MMP2-responsive dual-targeting drug delivery system for valence-controlled arsenic trioxide prodrug delivery against hepatic carcinoma

Preparation process of CaAs NP (A) and FA/PF-LP-CaAs (B). Schematic illustration of FA/PF-LP-CaAs for hepatocellular carcinoma therapy. [Display omitted] Arsenic trioxide (ATO) is the active ingredient in traditional Chinese medicine, i.e., Arsenic, which has shown excellent therapeutic effects on hepatocellular carcinoma. However, due to its poor tumor distribution and high toxicity, the mass adoption of ATO in clinical applications has been severely impeded. In this study, matrix metalloproteinase 2 (MMP2)-responsive cleaved cell-penetrating peptide (PF) and folate (FA) co-modified liposome coated calcium arsenate nanoparticles (FA/PF-LP-CaAs) were fabricated based on these two considerations: (1) The tumor microenvironment characterized by overexpressed MMP2 in extracellular matrix and folate receptor on the cell membrane can enhance drug accumulation and accelerate endocytosis; (2) leveraging different toxicity of arsenic in different valence states, i.e., AsV can be reduced to more toxic AsIII by glutathione in tumor cells.
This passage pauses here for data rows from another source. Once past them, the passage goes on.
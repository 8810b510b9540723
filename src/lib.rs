// SPDX-License-Identifier: MIT
// SPDX-FileCopyrightText: 2025 Alexander Minges

//! Small, stateless helpers for egui applications.
//!
//! The centerpiece is [`utils::copy_to_temporary_file`], which drains a
//! caller-owned byte stream into a uniquely named temporary file. The rest
//! covers DP/pixel conversion, image sizing, chip thumbnails, keyboard
//! dismissal and form input checks. [`worker::CopyWorker`] runs copies off
//! the UI thread.

pub mod utils;
pub mod worker;
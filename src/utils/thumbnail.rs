// SPDX-License-Identifier: MIT
// SPDX-FileCopyrightText: 2025 Alexander Minges

//! Square chip thumbnails ready to upload as egui textures.

use std::path::Path;

use anyhow::{Context, Result};
use image::imageops::FilterType;

use super::density::{DensityProvider, dp_to_px};

/// Edge length of a chip thumbnail in DPs.
pub const CHIP_SIZE_DP: f32 = 35.0;

/// Decode `path` and stretch it into a `CHIP_SIZE_DP` square.
///
/// Uses nearest-neighbour sampling; chips are tiny and stay crisp without
/// filtering. The edge is at least one pixel.
///
/// # Errors
///
/// Returns an error when the file cannot be read or decoded.
pub fn chip_thumbnail<D>(path: &Path, density: &D) -> Result<egui::ColorImage>
where
    D: DensityProvider + ?Sized,
{
    let side = (dp_to_px(density, CHIP_SIZE_DP) as u32).max(1);
    let decoded =
        image::open(path).with_context(|| format!("Failed to decode image: {:?}", path))?;
    let resized = decoded
        .resize_exact(side, side, FilterType::Nearest)
        .to_rgba8();
    let size = [resized.width() as usize, resized.height() as usize];
    let pixels = resized.into_raw();
    Ok(egui::ColorImage::from_rgba_unmultiplied(size, &pixels))
}

/// Return true when the path's extension maps to an `image/*` MIME type.
pub fn is_image(path: &Path) -> bool {
    mime_guess::from_path(path)
        .first()
        .is_some_and(|mime| mime.type_() == mime_guess::mime::IMAGE)
}
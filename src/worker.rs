// SPDX-License-Identifier: MIT
// SPDX-FileCopyrightText: 2025 Alexander Minges

//! Background copy workers so the UI thread never blocks on I/O.
//!
//! Jobs go in through one channel and outcomes come back through another;
//! the UI drains outcomes with [`CopyWorker::try_recv`] once per frame.

use std::thread::JoinHandle;

use crossbeam_channel::{Receiver, SendError, Sender};

use crate::utils::temp_file::{
    ByteSource, CopyError, CopyOptions, TemporaryFile, copy_to_temporary_file_with,
};

/// One copy request. `id` is echoed back in the matching [`CopyOutcome`].
pub struct CopyJob {
    pub id: u64,
    pub source: Box<dyn ByteSource + Send>,
    pub options: CopyOptions,
}

/// Result of a finished [`CopyJob`].
#[derive(Debug)]
pub struct CopyOutcome {
    pub id: u64,
    pub result: Result<TemporaryFile, CopyError>,
}

/// Pool of threads running copies off the calling thread.
pub struct CopyWorker {
    job_tx: Option<Sender<CopyJob>>,
    outcome_rx: Receiver<CopyOutcome>,
    handles: Vec<JoinHandle<()>>,
}

impl Default for CopyWorker {
    fn default() -> Self {
        let threads = std::thread::available_parallelism()
            .map(|n| n.get().max(2))
            .unwrap_or(2);
        Self::new(threads)
    }
}

impl CopyWorker {
    /// Spawn `threads` workers (at least one).
    pub fn new(threads: usize) -> Self {
        let (job_tx, job_rx) = crossbeam_channel::unbounded::<CopyJob>();
        let (outcome_tx, outcome_rx) = crossbeam_channel::unbounded::<CopyOutcome>();

        let handles = (0..threads.max(1))
            .map(|_| {
                let job_rx = job_rx.clone();
                let outcome_tx = outcome_tx.clone();
                std::thread::spawn(move || {
                    for job in job_rx.iter() {
                        let _ = outcome_tx.send(run_job(job));
                    }
                })
            })
            .collect();

        Self {
            job_tx: Some(job_tx),
            outcome_rx,
            handles,
        }
    }

    /// Queue a job. Fails only when every worker thread has exited.
    pub fn submit(&self, job: CopyJob) -> Result<(), SendError<CopyJob>> {
        match &self.job_tx {
            Some(tx) => tx.send(job),
            None => Err(SendError(job)),
        }
    }

    /// Next finished outcome, if any, without blocking.
    pub fn try_recv(&self) -> Option<CopyOutcome> {
        self.outcome_rx.try_recv().ok()
    }

    /// Block until the next outcome arrives.
    pub fn recv(&self) -> Option<CopyOutcome> {
        self.outcome_rx.recv().ok()
    }
}

impl Drop for CopyWorker {
    fn drop(&mut self) {
        // Closing the job channel ends each worker loop.
        self.job_tx.take();
        for handle in self.handles.drain(..) {
            if handle.join().is_err() {
                log::error!("Copy worker thread panicked");
            }
        }
    }
}

fn run_job(mut job: CopyJob) -> CopyOutcome {
    log::debug!("Running copy job {}", job.id);
    let result = copy_to_temporary_file_with(Some(&mut *job.source), &job.options);
    if let Err(err) = &result {
        log::warn!("Copy job {} failed: {err}", job.id);
    }
    CopyOutcome { id: job.id, result }
}

#[cfg(test)]
mod tests {
    use std::collections::HashMap;
    use std::fs;
    use std::io::Cursor;

    use tempfile::TempDir;

    use super::{CopyJob, CopyWorker};
    use crate::utils::temp_file::CopyOptions;

    #[test]
    fn jobs_are_copied_and_reported_by_id() {
        let tmp = TempDir::new().unwrap();
        let options = CopyOptions {
            extension: "bin".into(),
            temp_dir: tmp.path().to_path_buf(),
            ..Default::default()
        };
        let worker = CopyWorker::new(2);

        for id in 0..4u64 {
            worker
                .submit(CopyJob {
                    id,
                    source: Box::new(Cursor::new(vec![id as u8; 16])),
                    options: options.clone(),
                })
                .unwrap();
        }

        let mut outcomes = HashMap::new();
        for _ in 0..4 {
            let outcome = worker.recv().expect("worker alive");
            outcomes.insert(outcome.id, outcome.result.expect("copy succeeds"));
        }

        assert_eq!(outcomes.len(), 4);
        for (id, file) in &outcomes {
            assert_eq!(fs::read(file.path()).unwrap(), vec![*id as u8; 16]);
        }
        assert!(worker.try_recv().is_none());
    }
}
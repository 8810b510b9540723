// SPDX-License-Identifier: MIT
// SPDX-FileCopyrightText: 2025 Alexander Minges

//! Keyboard dismissal for text inputs.
//!
//! egui shows the on-screen keyboard (and IME) only while a text widget holds
//! focus, so giving focus up is what closes it.

use egui::{Context, Id, Response};

/// Drop keyboard focus from the widget identified by `id`.
///
/// Does nothing when another widget (or none) holds focus.
pub fn hide_keyboard(ctx: &Context, id: Id) {
    ctx.memory_mut(|mem| mem.surrender_focus(id));
}

/// Drop keyboard focus from the widget behind `response`.
pub fn hide_keyboard_from(response: &Response) {
    response.surrender_focus();
}
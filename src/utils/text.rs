// SPDX-License-Identifier: MIT
// SPDX-FileCopyrightText: 2025 Alexander Minges

//! Form input checks and email key encoding.

use email_address::EmailAddress;

/// A display name needs more than two characters.
pub fn is_name_valid(name: &str) -> bool {
    name.chars().count() > 2
}

/// Syntactic email validation (RFC 5322 address spec).
pub fn is_email_valid(email: &str) -> bool {
    EmailAddress::is_valid(email)
}

/// Encode an email so it can be used as a path segment or key.
///
/// Only `.` and `@` are rewritten (`%2E` and `%40`); other characters pass
/// through untouched.
pub fn encode_email(email: &str) -> String {
    email.replace('.', "%2E").replace('@', "%40")
}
Furthermore, FA/PF-LP-CaAs could be responsively degraded by the mild acidic tumor environment, and the degraded product could escape from lysosomes after endocytosis. More importantly, in light of the in vivo biodistribution and pharmacodynamic studies, the vehicle was able to accumulate in the tumor efficiently. Also, it was able to exhibit excellent anti-tumor efficacy with minimized side effects when compared to single-modified counterparts. Thus, the novel strategy based on the tumor microenvironment proposed in this work can enhance the tumor-targeting efficiency and intratumor toxicity.